Truly, dear reader, you cannot step into the same waters twice. While The Hungry Tide was a masterly evocation of place — an endlessly elusive, morphing one — Gun Island remains unmoored. It is propelled from Brooklyn to Calcutta to the Sunderbans and, finally, Venice, as it follows the thread of a mysterious legend. Deen’s is the rational, humdrum voice accompanying us on the way. Like the rest of us clinging to rationality in late capitalism, he is befuddled by the invasion of the supernatural in his world, by forces that seem to drive the plot from the margins. Central to this is Moyna’s son Tipu, a wild native of the untamed web, who is transformed by the bite of a cobra into the shadowy sutradhar of this tale.
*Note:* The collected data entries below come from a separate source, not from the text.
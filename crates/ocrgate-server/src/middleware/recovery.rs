//! Recovery middleware for handling errors, panics, and timeouts.
//!
//! Every failure that escapes a handler is turned into the same JSON
//! `{"error"}` body the handlers use, so callers never see a bare status or a
//! backtrace.

use std::any::Any;
use std::future::ready;
use std::time::Duration;

use axum::Router;
use axum::error_handling::HandleErrorLayer;
use axum::response::{IntoResponse, Response};
#[cfg(feature = "config")]
use clap::Args;
use futures::future::{BoxFuture, FutureExt};
use serde::{Deserialize, Serialize};
use tower::ServiceBuilder;
use tower::timeout::TimeoutLayer;
use tower_http::catch_panic::CatchPanicLayer;

use crate::handler::{Error, ErrorKind};

/// Tracing target for error recovery.
const TRACING_TARGET_ERROR: &str = "ocrgate_server::middleware::recovery::error";

/// Tracing target for panic recovery.
const TRACING_TARGET_PANIC: &str = "ocrgate_server::middleware::recovery::panic";

/// Default request timeout in seconds, sized for multi-page OCR.
const DEFAULT_REQUEST_TIMEOUT_SECS: u64 = 120;

type ResponseFut = BoxFuture<'static, Response>;
type Panic = Box<dyn Any + Send + 'static>;

/// Configuration for recovery middleware behavior.
#[derive(Debug, Clone, Serialize, Deserialize)]
#[cfg_attr(feature = "config", derive(Args))]
#[must_use = "config does nothing unless you use it"]
pub struct RecoveryConfig {
    /// Maximum duration in seconds to wait for a request to complete before timing out.
    /// Requests exceeding this duration receive a 500 response with a timeout message.
    #[cfg_attr(
        feature = "config",
        arg(long, env = "REQUEST_TIMEOUT", default_value_t = DEFAULT_REQUEST_TIMEOUT_SECS)
    )]
    pub request_timeout: u64,
}

impl Default for RecoveryConfig {
    fn default() -> Self {
        Self::with_timeout_secs(DEFAULT_REQUEST_TIMEOUT_SECS)
    }
}

impl RecoveryConfig {
    /// Creates a new configuration with the specified request timeout in seconds.
    pub fn with_timeout_secs(secs: u64) -> Self {
        Self {
            request_timeout: secs,
        }
    }

    /// Returns the request timeout as a Duration.
    pub fn request_timeout(&self) -> Duration {
        Duration::from_secs(self.request_timeout)
    }
}

/// Extension trait for `axum::`[`Router`] to apply recovery middleware.
pub trait RouterRecoveryExt<S> {
    /// Layers recovery middleware with the provided configuration.
    ///
    /// Handles request timeouts, panics in handlers and Tower service
    /// errors. A timed out handler future is dropped, which releases any
    /// workspace it held.
    fn with_recovery(self, config: &RecoveryConfig) -> Self;

    /// Layers recovery middleware with default configuration.
    fn with_default_recovery(self) -> Self;
}

impl<S> RouterRecoveryExt<S> for Router<S>
where
    S: Clone + Send + Sync + 'static,
{
    fn with_recovery(self, config: &RecoveryConfig) -> Self {
        let middlewares = ServiceBuilder::new()
            .layer(HandleErrorLayer::new(handle_error))
            .layer(CatchPanicLayer::custom(catch_panic))
            .layer(TimeoutLayer::new(config.request_timeout()));

        self.layer(middlewares)
    }

    fn with_default_recovery(self) -> Self {
        self.with_recovery(&RecoveryConfig::default())
    }
}

fn handle_error(err: tower::BoxError) -> ResponseFut {
    use tower::timeout::error::Elapsed;

    let error = if err.is::<Elapsed>() {
        tracing::error!(
            target: TRACING_TARGET_ERROR,
            error = %err,
            "request timeout exceeded"
        );

        Error::new(ErrorKind::InternalServerError)
            .with_message("request timeout")
            .with_context("the request took too long to process and was terminated")
    } else {
        tracing::error!(
            target: TRACING_TARGET_ERROR,
            error = %err,
            "unknown middleware error"
        );

        Error::new(ErrorKind::InternalServerError).with_context(err.to_string())
    };

    ready(error.into_response()).boxed()
}

fn catch_panic(err: Panic) -> Response {
    let message = err
        .downcast_ref::<String>()
        .map(String::as_str)
        .or_else(|| err.downcast_ref::<&str>().copied())
        .unwrap_or("unknown panic type");

    tracing::error!(
        target: TRACING_TARGET_PANIC,
        message = %message,
        "service panic"
    );

    Error::new(ErrorKind::InternalServerError).into_response()
}
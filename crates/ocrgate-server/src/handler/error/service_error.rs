//! Service error to HTTP error conversion implementation.

use super::http_error::{Error as HttpError, ErrorKind};

/// Tracing target for service error conversions.
const TRACING_TARGET: &str = "ocrgate_server::handler::service";

impl From<crate::Error> for HttpError<'static> {
    fn from(error: crate::Error) -> Self {
        use crate::ErrorKind as ServiceErrorKind;

        match error.kind() {
            ServiceErrorKind::FileSystem => {
                tracing::warn!(
                    target: TRACING_TARGET,
                    error = %error,
                    "file system operation failed"
                );
                ErrorKind::StorageFailure
                    .with_message(format!("file processing failed: {}", error.message()))
            }
            ServiceErrorKind::External => {
                tracing::warn!(
                    target: TRACING_TARGET,
                    error = %error,
                    "ocr engine request failed"
                );
                ErrorKind::OcrFailure
                    .with_message(format!("ocr recognition failed: {}", error.message()))
            }
            ServiceErrorKind::Config | ServiceErrorKind::Internal => {
                tracing::error!(
                    target: TRACING_TARGET,
                    error = %error,
                    error_kind = %error.kind(),
                    "service operation failed"
                );
                ErrorKind::InternalServerError.with_context(error.to_string())
            }
        }
    }
}

#[cfg(test)]
mod tests {
    use super::*;

    #[test]
    fn file_system_errors_are_storage_failures() {
        let error = HttpError::from(crate::Error::file_system("disk full"));
        assert_eq!(error.kind(), ErrorKind::StorageFailure);
        assert_eq!(error.message(), Some("file processing failed: disk full"));
    }

    #[test]
    fn external_errors_are_ocr_failures() {
        let error = HttpError::from(crate::Error::external("paddlex", "timeout"));
        assert_eq!(error.kind(), ErrorKind::OcrFailure);
        assert_eq!(error.message(), Some("ocr recognition failed: paddlex: timeout"));
    }

    #[test]
    fn internal_errors_hide_details() {
        let error = HttpError::from(crate::Error::internal("engine", "limiter closed"));
        assert_eq!(error.kind(), ErrorKind::InternalServerError);
        assert_eq!(error.message(), None);
        assert!(error.context().is_some_and(|c| c.contains("limiter closed")));
    }
}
With his friend Rafi, he joins the tide of refugees heaving against the borders of nation-states, and dissolving the map of the world. “The plight of these refugees was indeed similar to that of the indentured workers who had been transported from the Indian subcontinent,” Ghosh writes. While slaves and coolies produced goods for colonial appetites, now the desires of the disenfranchised were the same as that of the rulers. “Rafi, Tipu and their fellow migrants had launched their own journeys… enabled by their own networks…” The systems that had enabled the imperial capitalist project “had now achieved escape velocity: they were no longer under anyone’s control.”
While this is urgent, insistent and contemporary, the journalistic impulse to explain a changing world is not sublimated into the demanding terms of fiction. The novel falters in the thinness of its metaphor and language, which rarely give you occasion to pause, to admire. In The Hungry Tide, Ghosh had created the incantatory rhythm of water through words. One is struck by the number of times the reader is taken along as its characters are found straining their eyes at the landscape. Piya looking through her binoculars or plunging into the occluded waters; Nirmal Bose relating why the tide country resembles a desert (“it can trick the eye with mirages”) — all building up to the sense of human impotence, the limits to what we can see and know. “She had never known the human race to be so faint, so undetectable,” thinks Piya.
By contrast, while Gun Island offers a critique of European project of Enlightenment reason and individualism (also the progenitors of the realist novel), analysing how it narrows human knowledge by divorcing it from nature, it remains just that — an argument. Faced with the apocalyptic dissolution of categories that climate change has brought, can the novelist’s choice of form remain untouched?
In the best of his work, Ghosh’s research, while never invisible, is worn lightly. The sweeping, salty tide of history is felt on the skin of the individual, it comes to ebb in the marshy soil of the human heart, with all its imperfections, deceit and self-delusions. Gun Island suffers because the intellectual hi-jinks — including the solving of a hieroglyph puzzle, a la an erudite Dan Brown — do not make us care much about its people. The narrator, especially, could well be named Dull Deen, whose inelegance of thoughts can thwart the most sympathetic reader. Even a tacked-on romantic subplot does not make him more interesting.
In its last pages, Gun Island turns into an action-packed adventure that ends on the seas with a miracle of nature. There is no pity, nor terror, but an unconvincing, uplifting end. This is a gripping novel, for sure. But from this faithful Amitav Ghosh reader, this is only faint praise.